Task to carry out: Extract all lines from the data beneath that include the word "NoProgress".

Stored items:
────────

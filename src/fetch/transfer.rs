// Copyright (c) 2024-2025 Jesse Morgan / Morgan Forge
// SPDX-License-Identifier: AGPL-3.0-or-later

//! Streaming HTTP downloads to a file.

use std::io::ErrorKind;
use std::path::Path;

use futures_util::StreamExt;
use reqwest::Client;
use tokio::fs;
use tokio::io::AsyncWriteExt;
use tracing::{debug, warn};
use url::Url;

use super::error::FetchError;
use super::progress::{NoProgress, ProgressReporter, TransferEvent, TransferId};

/// Stream `url` into `dest`, creating its parent directory.
///
/// Returns the number of bytes written. Errors are returned as they occur;
/// a partially written `dest` is left in place.
pub async fn fetch(client: &Client, url: &Url, dest: &Path) -> Result<u64, FetchError> {
    download(client, url, dest, &NoProgress).await
}

/// Like [`fetch`], reporting byte counts to `reporter`.
///
/// On failure the partially written `dest` is deleted before the original
/// error is returned.
pub async fn fetch_with_progress(
    client: &Client,
    url: &Url,
    dest: &Path,
    reporter: &dyn ProgressReporter,
) -> Result<u64, FetchError> {
    match download(client, url, dest, reporter).await {
        Ok(received) => Ok(received),
        Err(err) => {
            remove_partial(dest).await;
            Err(err)
        }
    }
}

async fn download(
    client: &Client,
    url: &Url,
    dest: &Path,
    reporter: &dyn ProgressReporter,
) -> Result<u64, FetchError> {
    let id = TransferId::next();
    let mut received = 0u64;
    let result = stream_to_file(client, url, dest, reporter, id, &mut received).await;
    match &result {
        Ok(()) => {
            debug!(%url, %id, dest = %dest.display(), bytes = received, "Download finished");
            reporter.report(id, TransferEvent::Finished { received });
        }
        Err(err) => {
            debug!(%url, %id, bytes = received, error = %err, "Download failed");
            reporter.report(id, TransferEvent::Failed { received });
        }
    }
    result.map(|()| received)
}

async fn stream_to_file(
    client: &Client,
    url: &Url,
    dest: &Path,
    reporter: &dyn ProgressReporter,
    id: TransferId,
    received: &mut u64,
) -> Result<(), FetchError> {
    if let Some(parent) = dest.parent().filter(|p| !p.as_os_str().is_empty()) {
        fs::create_dir_all(parent)
            .await
            .map_err(|e| FetchError::io(parent, e))?;
    }

    debug!(%url, %id, dest = %dest.display(), "Starting download");
    let transfer = |source| FetchError::Transfer {
        url: url.clone(),
        source,
    };

    let response = client.get(url.clone()).send().await.map_err(transfer)?;
    if !response.status().is_success() {
        return Err(FetchError::HttpStatus {
            url: url.clone(),
            status: response.status(),
        });
    }

    let total = response.content_length();
    reporter.report(id, TransferEvent::Started { total });

    let mut file = fs::File::create(dest)
        .await
        .map_err(|e| FetchError::io(dest, e))?;

    let mut stream = response.bytes_stream();
    while let Some(chunk) = stream.next().await {
        let chunk = chunk.map_err(transfer)?;
        file.write_all(&chunk)
            .await
            .map_err(|e| FetchError::io(dest, e))?;
        *received += chunk.len() as u64;
        reporter.report(
            id,
            TransferEvent::Progress {
                received: *received,
                total,
            },
        );
    }
    file.flush().await.map_err(|e| FetchError::io(dest, e))?;

    Ok(())
}

/// Best-effort removal of a partial download. Directories are never removed.
async fn remove_partial(dest: &Path) {
    match fs::remove_file(dest).await {
        Ok(()) => debug!(path = %dest.display(), "Removed partial download"),
        Err(e) if e.kind() == ErrorKind::NotFound => {}
        Err(e) => warn!(path = %dest.display(), error = %e, "Failed to remove partial download"),
    }
}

────────

Answer to the exercise:
use super::progress::{NoProgress, ProgressReporter, TransferEvent, TransferId};
    download(client, url, dest, &NoProgress).await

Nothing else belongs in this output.